[Material for this task]

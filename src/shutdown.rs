//! Process-wide shutdown coordination.
//! A flag set by signal handlers so the operation loop can stop between
//! operations instead of mid-copy.
//!
//! Relaxed atomics are sufficient for a one-way "stop" flag, and `request()`
//! is safe to call from signal handlers.

use std::sync::atomic::{AtomicBool, Ordering};

static SHUTDOWN: AtomicBool = AtomicBool::new(false);

/// Request a cooperative shutdown (idempotent).
#[inline]
pub fn request() {
    SHUTDOWN.store(true, Ordering::Relaxed);
}

/// Check whether a shutdown has been requested.
#[inline]
pub fn is_requested() -> bool {
    SHUTDOWN.load(Ordering::Relaxed)
}

/// Test/utility-only: clear the shutdown flag.
#[cfg(any(test, feature = "test-helpers"))]
#[inline]
pub fn reset() {
    SHUTDOWN.store(false, Ordering::Relaxed);
}
/// Copy `src` over `dst` through a unique sibling temp file, preserving the
/// source mtime and permissions, then rename into place. When links are not
/// followed, a symlink source is mirrored as a link rather than dereferenced.
fn copy_file(src: &Path, dst: &Path, follow_symlinks: bool) -> Result<(), OpError> {
    let parent = dst.parent().unwrap_or_else(|| Path::new("."));
    fs::create_dir_all(parent).map_err(OpError::at(parent))?;

    if !follow_symlinks {
        let src_meta = fs::symlink_metadata(src).map_err(OpError::at(src))?;
        if src_meta.file_type().is_symlink() {
            return copy_link(src, dst, &src_meta);
        }
    }

    let tmp = unique_temp_path(parent);
    let result = write_temp_copy(src, &tmp).and_then(|()| rename_into_place(&tmp, dst));
    if result.is_err() {
        // Leave no orphaned temp behind a failed copy.
        let _ = fs::remove_file(&tmp);
    }
    result
}

/// Recreate the symlink `src` at `dst` with the same target, via a unique
/// temp name so the swap stays atomic. Link mtime is carried best-effort.
fn copy_link(src: &Path, dst: &Path, src_meta: &fs::Metadata) -> Result<(), OpError> {
    let parent = dst.parent().unwrap_or_else(|| Path::new("."));
    let target = fs::read_link(src).map_err(OpError::at(src))?;

    let tmp = unique_temp_path(parent);
    let result = symlink_any(&target, &tmp)
        .map_err(OpError::at(&tmp))
        .and_then(|()| {
            let mtime = filetime::FileTime::from_last_modification_time(src_meta);
            let _ = filetime::set_symlink_file_times(&tmp, mtime, mtime);
            rename_into_place(&tmp, dst)
        });
    if result.is_err() {
        let _ = fs::remove_file(&tmp);
    }
    result
}

#[cfg(unix)]
fn symlink_any(target: &Path, link: &Path) -> io::Result<()> {
    std::os::unix::fs::symlink(target, link)
}

#[cfg(windows)]
fn symlink_any(target: &Path, link: &Path) -> io::Result<()> {
    // Relative targets resolve against the link's own directory.
    let resolved = match link.parent() {
        Some(parent) if target.is_relative() => parent.join(target),
        _ => target.to_path_buf(),
    };
    if resolved.is_dir() {
        std::os::windows::fs::symlink_dir(target, link)
    } else {
        std::os::windows::fs::symlink_file(target, link)
    }
}

/// Stream `src` into a freshly created `tmp` (never clobbers), fsync it, and
/// stamp the source metadata onto it before the rename makes it visible.
fn write_temp_copy(src: &Path, tmp: &Path) -> Result<(), OpError> {
    let src_f = File::open(src).map_err(OpError::at(src))?;
    let src_meta = src_f.metadata().map_err(OpError::at(src))?;

    let tmp_f = OpenOptions::new()
        .write(true)
        .create_new(true)
        .open(tmp)
        .map_err(OpError::at(tmp))?;

    let mut reader = BufReader::with_capacity(BUF_SIZE, src_f);
    let mut writer = BufWriter::with_capacity(BUF_SIZE, tmp_f);
    io::copy(&mut reader, &mut writer).map_err(OpError::at(tmp))?;
    writer.flush().map_err(OpError::at(tmp))?;
    writer.get_ref().sync_all().map_err(OpError::at(tmp))?;
    drop(writer);

    preserve_metadata(tmp, &src_meta);
    Ok(())
}

/// Timestamps and permissions are copied best-effort; a failure here must not
/// turn a completed copy into an error.
fn preserve_metadata(dest: &Path, src_meta: &fs::Metadata) {
    let mtime = filetime::FileTime::from_last_modification_time(src_meta);
    if let Err(e) = filetime::set_file_mtime(dest, mtime) {
        warn!(path = %dest.display(), error = %e, "failed to set mtime on destination");
    }
    #[cfg(unix)]
    {
        use std::os::unix::fs::PermissionsExt;
        let mode = src_meta.permissions().mode() & 0o777;
        if let Err(e) = fs::set_permissions(dest, fs::Permissions::from_mode(mode)) {
            warn!(path = %dest.display(), mode = format!("{mode:o}"), error = %e, "failed to set permissions on destination");
        }
    }
    #[cfg(windows)]
    {
        if let Ok(meta) = fs::metadata(dest) {
            let mut perms = meta.permissions();
            perms.set_readonly(src_meta.permissions().readonly());
            let _ = fs::set_permissions(dest, perms);
        }
    }
}

/// Rename `tmp` over `dst`. A read-only destination is made writable for
/// the swap and the attribute is put back afterwards, whether the swap
/// succeeded or not.
fn rename_into_place(tmp: &Path, dst: &Path) -> Result<(), OpError> {
    let was_readonly = is_readonly(dst);

    // Windows rename does not overwrite; clear the target first.
    #[cfg(windows)]
    if fs::symlink_metadata(dst).is_ok() {
        if let Err(e) = remove_possibly_readonly(dst) {
            if e.kind() != io::ErrorKind::NotFound {
                return Err(OpError::new(dst, e));
            }
        }
    }

    let outcome = match fs::rename(tmp, dst) {
        Ok(()) => Ok(()),
        Err(e) if e.kind() == io::ErrorKind::PermissionDenied && was_readonly => {
            set_readonly(dst, false).map_err(OpError::at(dst))?;
            fs::rename(tmp, dst).map_err(OpError::at(dst))
        }
        Err(e) => Err(OpError::new(dst, e)),
    };

    // The attribute goes back on whatever now sits at the destination,
    // even when the retry failed.
    if was_readonly {
        let _ = set_readonly(dst, true);
    }
    outcome?;

    // Persist the rename itself (best-effort, Unix only).
    #[cfg(unix)]
    if let Some(parent) = dst.parent() {
        let _ = fsync_dir(parent);
    }
    Ok(())
}

#[cfg(windows)]
fn remove_possibly_readonly(path: &Path) -> io::Result<()> {
    match fs::remove_file(path) {
        Err(e) if e.kind() == io::ErrorKind::PermissionDenied && is_readonly(path) => {
            set_readonly(path, false)?;
            fs::remove_file(path)
        }
        other => other,
    }
}
// Copyright 2026 Hypermesh Foundation. All rights reserved.
// Cyberwheel Simulation Core - Network Configuration

use std::collections::BTreeMap;
use std::net::IpAddr;

use ipnetwork::IpNetwork;
use rand::Rng;
use serde::{Deserialize, Serialize};
use tracing::info;

use super::{
    FirewallRule, HostOptions, HostTypeConfig, Network, NetworkError, Route, Router, ServiceConfig, Subnet,
};
use crate::error::ConfigError;

const EXAMPLE_NETWORK: &str = include_str!("../resources/example_network.yaml");

#[derive(Debug, Clone, Serialize, Deserialize)]
pub struct RouterConfig {
    pub name: String,
    #[serde(default)]
    pub firewall: Option<Vec<FirewallRule>>,
}

#[derive(Debug, Clone, Serialize, Deserialize)]
pub struct SubnetConfig {
    pub name: String,
    pub router: String,
    pub ip_range: IpNetwork,
    #[serde(default)]
    pub firewall: Option<Vec<FirewallRule>>,
    #[serde(default)]
    pub dns_server: Option<IpAddr>,
}

#[derive(Debug, Clone, Serialize, Deserialize)]
pub struct HostConfig {
    pub name: String,
    pub subnet: String,
    #[serde(rename = "type")]
    pub host_type: String,
    #[serde(default)]
    pub firewall_rules: Option<Vec<FirewallRule>>,
    #[serde(default)]
    pub services: Vec<ServiceConfig>,
    #[serde(default)]
    pub routes: Vec<Route>,
    #[serde(default)]
    pub interfaces: Vec<String>,
    #[serde(default)]
    pub ip: Option<IpAddr>,
}

/// Declarative topology. Lists keep declaration order, which fixes host
/// order and therefore the observation layout.
#[derive(Debug, Clone, Serialize, Deserialize)]
pub struct NetworkConfig {
    #[serde(default = "default_network_name")]
    pub name: String,
    pub routers: Vec<RouterConfig>,
    pub subnets: Vec<SubnetConfig>,
    #[serde(default)]
    pub host_types: BTreeMap<String, HostTypeConfig>,
    pub hosts: Vec<HostConfig>,
}

fn default_network_name() -> String {
    "network".to_string()
}

impl NetworkConfig {
    /// # Errors
    /// [`ConfigError::Yaml`] on malformed input.
    pub fn from_yaml_str(yaml: &str) -> Result<Self, ConfigError> {
        Ok(serde_yaml::from_str(yaml)?)
    }

    /// Three subnets behind one router with two hosts each.
    ///
    /// # Errors
    /// Only if the embedded definition is malformed.
    pub fn example() -> Result<Self, ConfigError> {
        Self::from_yaml_str(EXAMPLE_NETWORK)
    }
}

impl Network {
    /// Wire a network from its declarative form: routers, then subnets,
    /// then hosts, all in declaration order.
    ///
    /// # Errors
    /// [`NetworkError::HostTypeNotFound`] for an undeclared type, otherwise
    /// whatever building the topology raises.
    pub fn from_config(config: &NetworkConfig, rng: &mut impl Rng) -> Result<Self, NetworkError> {
        let mut network = Network::new(&config.name);

        for r in &config.routers {
            network.add_router(Router::new(&r.name, r.firewall.clone()))?;
        }
        for s in &config.subnets {
            let subnet = Subnet::new(&s.name, s.ip_range, &s.router, s.firewall.clone(), s.dns_server);
            network.add_subnet(subnet)?;
        }
        for h in &config.hosts {
            let type_config = config
                .host_types
                .get(&h.host_type)
                .ok_or_else(|| NetworkError::HostTypeNotFound(h.host_type.clone()))?;
            let host_type = type_config.build(&h.host_type)?;
            let services = h.services.iter().map(ServiceConfig::build).collect::<Result<Vec<_>, _>>()?;
            let options = HostOptions {
                firewall_rules: h.firewall_rules.clone(),
                services,
                interfaces: h.interfaces.clone(),
                routes: h.routes.clone(),
                ip: h.ip,
                decoy: false,
            };
            network.add_host_to_subnet(&h.name, &h.subnet, host_type, options, rng)?;
        }

        info!(
            network = %network.name,
            routers = config.routers.len(),
            subnets = config.subnets.len(),
            hosts = config.hosts.len(),
            "network built"
        );
        Ok(network)
    }
}
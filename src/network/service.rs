// Copyright 2026 Hypermesh Foundation. All rights reserved.
// Cyberwheel Simulation Core - Services

use std::collections::BTreeSet;
use std::hash::{Hash, Hasher};

use serde::{Deserialize, Serialize};

use super::firewall::MAX_PORT;
use super::NetworkError;
use crate::types::Protocol;

/// A network service running on a host.
///
/// Two services are equal when they share port, protocol and version; the
/// name and vulnerability content do not take part.
#[derive(Debug, Clone, Serialize, Deserialize)]
pub struct Service {
    pub name: String,
    pub port: u16,
    pub protocol: Protocol,
    pub version: Option<String>,
    pub vulns: BTreeSet<String>,
    pub description: Option<String>,
    pub decoy: bool,
}

impl Service {
    /// # Errors
    /// [`NetworkError::InvalidPort`] outside `1..=65535`,
    /// [`NetworkError::InvalidProtocol`] for anything but tcp/udp/icmp.
    pub fn new(name: &str, port: u32, protocol: &str) -> Result<Self, NetworkError> {
        if !(1..=MAX_PORT).contains(&port) {
            return Err(NetworkError::InvalidPort(port.to_string()));
        }
        Ok(Self {
            name: name.to_string(),
            port: port as u16,
            protocol: protocol.parse()?,
            version: None,
            vulns: BTreeSet::new(),
            description: None,
            decoy: false,
        })
    }

    pub fn with_version(mut self, version: &str) -> Self {
        self.version = Some(version.to_string());
        self
    }

    pub fn with_vulns<I, S>(mut self, vulns: I) -> Self
    where
        I: IntoIterator<Item = S>,
        S: Into<String>,
    {
        self.vulns.extend(vulns.into_iter().map(Into::into));
        self
    }

    pub fn as_decoy(mut self) -> Self {
        self.decoy = true;
        self
    }
}

impl PartialEq for Service {
    fn eq(&self, other: &Self) -> bool {
        self.port == other.port && self.protocol == other.protocol && self.version == other.version
    }
}

impl Eq for Service {}

impl Hash for Service {
    fn hash<H: Hasher>(&self, state: &mut H) {
        self.port.hash(state);
        self.protocol.hash(state);
        self.version.hash(state);
    }
}

fn default_port() -> u32 {
    1
}

fn default_protocol() -> String {
    "tcp".to_string()
}

/// Declarative form of a service, as written in YAML.
#[derive(Debug, Clone, Serialize, Deserialize)]
pub struct ServiceConfig {
    pub name: String,
    #[serde(default = "default_port")]
    pub port: u32,
    #[serde(default = "default_protocol")]
    pub protocol: String,
    #[serde(default)]
    pub version: Option<String>,
    #[serde(default)]
    pub vulns: Vec<String>,
    #[serde(default)]
    pub description: Option<String>,
    #[serde(default)]
    pub decoy: bool,
}

impl ServiceConfig {
    /// # Errors
    /// Port and protocol validation errors from [`Service::new`].
    pub fn build(&self) -> Result<Service, NetworkError> {
        let mut service = Service::new(&self.name, self.port, &self.protocol)?.with_vulns(self.vulns.iter().cloned());
        service.version = self.version.clone();
        service.description = self.description.clone();
        service.decoy = self.decoy;
        Ok(service)
    }
}

#[cfg(test)]
mod tests {
    use super::*;
    use std::collections::HashSet;

    #[test]
    fn equality_ignores_name_and_vulns() {
        let a = Service::new("ssh", 22, "tcp").expect("test: ssh").with_version("8.9").with_vulns(["CVE-2023-38408"]);
        let b = Service::new("openssh", 22, "TCP").expect("test: ssh").with_version("8.9");
        assert_eq!(a, b);

        let mut set = HashSet::new();
        set.insert(a);
        assert!(!set.insert(b));
    }

    #[test]
    fn version_participates_in_equality() {
        let a = Service::new("http", 80, "tcp").expect("test: http").with_version("2.4");
        let b = Service::new("http", 80, "tcp").expect("test: http").with_version("2.5");
        assert_ne!(a, b);
    }

    #[test]
    fn rejects_bad_port_and_protocol() {
        assert!(matches!(Service::new("x", 0, "tcp"), Err(NetworkError::InvalidPort(_))));
        assert!(matches!(Service::new("x", 65_536, "tcp"), Err(NetworkError::InvalidPort(_))));
        assert!(matches!(Service::new("x", 80, "quic"), Err(NetworkError::InvalidProtocol(_))));
    }

    #[test]
    fn config_defaults_to_port_one_tcp() {
        let cfg: ServiceConfig = serde_yaml::from_str("name: smb\nvulns: [CVE-2017-0144]\n").expect("test: yaml");
        let svc = cfg.build().expect("test: build");
        assert_eq!(svc.port, 1);
        assert_eq!(svc.protocol, Protocol::Tcp);
        assert!(svc.vulns.contains("CVE-2017-0144"));
    }
}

[/Material for this task]

_Requirement_. The line with "pub fn is_requested()" marks the end; reproduce exactly every line from the start of the entries up to it, that line included.

_Solution to the problem_.
filename src/shutdown.rs
//! Process-wide shutdown coordination.
//! A flag set by signal handlers so the operation loop can stop between
//! operations instead of mid-copy.
//!
//! Relaxed atomics are sufficient for a one-way "stop" flag, and `request()`
//! is safe to call from signal handlers.

use std::sync::atomic::{AtomicBool, Ordering};

static SHUTDOWN: AtomicBool = AtomicBool::new(false);

/// Request a cooperative shutdown (idempotent).
#[inline]
pub fn request() {
    SHUTDOWN.store(true, Ordering::Relaxed);
}

/// Check whether a shutdown has been requested.
#[inline]
pub fn is_requested() -> bool {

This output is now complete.